Taraf tanıklarının sözleri değerlendirilirken bunların inandırıcılığı üzerinde durulmalı, verdikleri bilgilere nasıl vakıf oldukları, işveren ve işçiyle, işyeriyle ilişkileri, bazen uzun yılları kapsayan bilgilerin insan hafızasında yıllarca eksiksiz nasıl taşınabileceği düşünülmeli ve tanıklar buna göre dinlenilmeli, re’sen araştırma kapsamında sadece taraf tanıkları ile yetinilmeyip mümkün oldukça işyerinin müdür, amir, şef, ustabaşı ve postabaşı gibi görevlileri ve o işyerinde çalışan öteki kişiler ile o işyerine komşu ve yakın işyerlerinde bu yeri bilen ve tanıyanlar dahi dinlenerek tanık beyanlarının sağlığı denetlenmeli ve çalışma olgusu böylece hiç bir kuşku ve duraksamaya yer bırakmayacak biçimde belirlenmelidir.
HMK m. 31 gereğince, hâkim uyuşmazlığın aydınlatılmasının zorunlu kıldığı durumlarda, maddi veya hukuki açıdan belirsiz yahut çelişkili gördüğü hususlar hakkında, taraflara açıklama yaptırabilir; soru sorabilir; delil gösterilmesini isteyebilir. Davaya konu talebin somutlaştırılmaması halinde önce hâkim, m. 31 ve 119/1-e gereğince davayı aydınlatma ödevi ve ön incelemedeki görevi gereği, somut olmayan hususların belirlenmesini davacıdan istemeli, gerekirse tarafa açıklattırma yaptırmalı, bu eksiklik giderildikten sonra yargılamaya devam etmelidir.

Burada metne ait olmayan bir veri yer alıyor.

// Shared transport configuration and the SNMP query surface.
//
// Every device handler talks to its agent through `SnmpTransport`. The
// trait exposes three raw exchanges; batching, typed conversion and
// subtree walks are provided on top of them so that the UDP session and
// the recorded replay transport behave identically.

use std::fmt;
use std::net::IpAddr;
use std::time::Duration;

use async_trait::async_trait;
use secrecy::SecretString;
use tracing::{debug, warn};

use crate::error::Error;
use crate::oid::Oid;
use crate::value::SnmpValue;
use crate::version::SnmpVersion;

/// Request sizing limits applied by the provided query operations.
#[derive(Debug, Clone, Copy, PartialEq, Eq)]
pub struct QueryLimits {
    /// Maximum OIDs per GET exchange; larger batches are split.
    pub max_values_per_request: usize,
    /// Maximum exchanges a single walk may issue before it stops.
    pub max_requests_per_walk: usize,
    /// GETBULK `max-repetitions`.
    pub max_repetitions: u32,
}

impl Default for QueryLimits {
    fn default() -> Self {
        Self {
            max_values_per_request: 10,
            max_requests_per_walk: 50,
            max_repetitions: 10,
        }
    }
}

/// Shared transport configuration for building SNMP sessions.
#[derive(Debug, Clone)]
pub struct TransportConfig {
    pub port: u16,
    pub version: SnmpVersion,
    pub community: SecretString,
    pub timeout: Duration,
    pub retries: u32,
    pub limits: QueryLimits,
}

impl Default for TransportConfig {
    fn default() -> Self {
        Self {
            port: 161,
            version: SnmpVersion::V2c,
            community: SecretString::from("public"),
            timeout: Duration::from_secs(2),
            retries: 2,
            limits: QueryLimits::default(),
        }
    }
}

/// One OID/value pair of a response.
#[derive(Debug, Clone, PartialEq)]
pub struct VarBind {
    pub oid: Oid,
    pub value: SnmpValue,
}

impl VarBind {
    pub fn new(oid: Oid, value: impl Into<SnmpValue>) -> Self {
        Self {
            oid,
            value: value.into(),
        }
    }
}

/// Query surface of one SNMP agent.
///
/// Implementors supply the raw exchanges. The protocol version is interior
/// mutable because detection probes at the lowest version and then raises
/// it to what the device's lookup table supports.
#[async_trait]
pub trait SnmpTransport: Send + Sync + fmt::Debug {
    fn target(&self) -> IpAddr;

    fn protocol_version(&self) -> SnmpVersion;

    fn set_protocol_version(&self, version: SnmpVersion);

    fn limits(&self) -> QueryLimits;

    /// One GET exchange. Missing instances come back as exception values.
    async fn get_request(&self, oids: &[Oid]) -> Result<Vec<VarBind>, Error>;

    /// One GETNEXT exchange.
    async fn get_next_request(&self, oids: &[Oid]) -> Result<Vec<VarBind>, Error>;

    /// One GETBULK exchange (v2c and later).
    async fn get_bulk_request(
        &self,
        oid: &Oid,
        max_repetitions: u32,
    ) -> Result<Vec<VarBind>, Error>;

    // ── Provided operations ─────────────────────────────────────────

    /// Batched GET, split into exchanges of at most
    /// `max_values_per_request` OIDs. Results keep request order.
    async fn get(&self, oids: &[Oid]) -> Result<Vec<VarBind>, Error> {
        let chunk = self.limits().max_values_per_request.max(1);
        let mut out = Vec::with_capacity(oids.len());
        for batch in oids.chunks(chunk) {
            out.extend(self.get_request(batch).await?);
        }
        Ok(out)
    }

    /// GET of a single OID; exception values become `Error::NoSuchValue`.
    async fn get_one(&self, oid: &Oid) -> Result<SnmpValue, Error> {
        let varbinds = self.get_request(std::slice::from_ref(oid)).await?;
        match varbinds.into_iter().next() {
            Some(vb) if !vb.value.is_exception() => Ok(vb.value),
            _ => Err(Error::NoSuchValue { oid: oid.clone() }),
        }
    }

    async fn query_as_string(&self, oid: &Oid) -> Result<String, Error> {
        let value = self.get_one(oid).await?;
        value.as_text().ok_or_else(|| Error::UnexpectedType {
            oid: oid.clone(),
            expected: "a string",
            found: value.to_string(),
        })
    }

    async fn query_as_int(&self, oid: &Oid) -> Result<i64, Error> {
        let value = self.get_one(oid).await?;
        value.as_i64().ok_or_else(|| Error::UnexpectedType {
            oid: oid.clone(),
            expected: "an integer",
            found: value.to_string(),
        })
    }

    async fn query_as_oid(&self, oid: &Oid) -> Result<Oid, Error> {
        let value = self.get_one(oid).await?;
        value.as_oid().cloned().ok_or_else(|| Error::UnexpectedType {
            oid: oid.clone(),
            expected: "an object identifier",
            found: value.to_string(),
        })
    }

    async fn query_as_duration(&self, oid: &Oid) -> Result<Duration, Error> {
        let value = self.get_one(oid).await?;
        value.as_duration().ok_or_else(|| Error::UnexpectedType {
            oid: oid.clone(),
            expected: "TimeTicks",
            found: value.to_string(),
        })
    }

    /// Walks the subtree under `root`.
    ///
    /// Uses GETBULK when the current version allows it, GETNEXT otherwise.
    /// Stops when a returned OID leaves the subtree, on `endOfMibView`, on
    /// a non-increasing OID, or after `max_requests_per_walk` exchanges (in
    /// which case the partial result is returned).
    async fn walk(&self, root: &Oid) -> Result<Vec<VarBind>, Error> {
        let limits = self.limits();
        let bulk = self.protocol_version().supports_bulk();
        let mut cursor = root.clone();
        let mut out = Vec::new();

        for _ in 0..limits.max_requests_per_walk {
            let batch = if bulk {
                self.get_bulk_request(&cursor, limits.max_repetitions.max(1))
                    .await?
            } else {
                self.get_next_request(std::slice::from_ref(&cursor)).await?
            };
            if batch.is_empty() {
                return Ok(out);
            }
            for vb in batch {
                if vb.value.is_exception() || !vb.oid.starts_with(root) || vb.oid <= cursor {
                    debug!(root = %root, rows = out.len(), "walk finished");
                    return Ok(out);
                }
                cursor = vb.oid.clone();
                out.push(vb);
            }
        }

        warn!(
            root = %root,
            rows = out.len(),
            limit = limits.max_requests_per_walk,
            "walk stopped at request limit"
        );
        Ok(out)
    }
}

Eldeki dava dosyasında, Mahkemece verilen karar Yargıtay 21. Hukuk Dairesinin (kapatılan) 09.05.2018 tarih, 2017/2532 Esas, 2018/4717 Karar sayılı ilamı ile “... Somut olayda, duruşmalarda dinlenen tanık beyanlarının hükmün kurulmasında yetersiz olduğu anlaşılmakla davacının davalı nezdinde kesintisiz ve sürekli çalıştığı iddiasının sağlıklı bir şekilde belirlenmeksizin Mahkemece yazılı şekilde sonuca gidilmesi hatalı olmuştur. Yapılacak iş; dava konusu dönem içerisinde davacının çalışması hakkında bilgi verebilecek nitelikteki dönem bordrolarında adı geçen işyeri çalışanlarının tanık olarak re'sen belirlenerek yöntemince beyanlarını almak, gerektiğinde zabıta marifetiyle tespit edilecek işyerine o tarihte komşu olan diğer işyerlerinin işverenleriyle, bu işyerlerinde çalıştığı tespit edilen kayıtlı işverenler ile komşu işyeri çalışanlarının; aynı konuda tanıklıklarına başvurmak, davanın nitelikçe kamu düzenini ilgilendirdiği nazara alınıp araştırma genişletilerek tüm deliller birlikte değerlendirilip sonucuna göre Mahkemece bir karar vermekten ibarettir.” denilmek suretiyle bozulmuş, Mahkemece bozmaya uyulmak suretiyle yapılan yargılama neticesi “davanın kısmen kabulüne, davacının davalı işverene ait 91500.34.05 sicil numaralı işyerinde 01/07/1971-30/06/1975 tarihleri arasında kesintisiz ve aralıksız olarak hizmet akdine bağlı sigortalı sıfatı ile dönemin asgari ücreti karşılığı çalıştığının tespitine, hizmet bildirimine konu 01/04/1971-30/06/1971 tarihleri arasındaki dönem yönünden tespit isteminde hukuki yarar bulunmadığından bu istemin reddine,” şeklinde hüküm kurulmuş ise de bozma gerekleri tam olarak yerine getirilmemiştir. Gerçekten, dava konusu dönem ile dava tarihi arasında çok uzun bir dönem geçmiştir. Mahkemece yaklaşık otuz yıl öncesine ait çalışmaların tespitine yönelik eldeki hizmet tespiti davasında, uyuşmazlık konusu dönemin bordrolu çalışanlarının vefat etmiş olması, başkaca komşu işyeri tanıklarının da tespit edilememesi nedeniyle bozma öncesi duruşmalarda dinlenen biri komşu işyeri çalışanı, diğeri kısmi dönem davalı işyeri bordrolu çalışanı olan ve bozma ilamında beyanları çalışma iddiasının belirlenmesi noktasında yetersiz bulunan iki tanık beyanı ile yazılı şekilde sonuca gidilmiş ise de bu sonuca hatalı değerlendirme neticesi varılmıştır.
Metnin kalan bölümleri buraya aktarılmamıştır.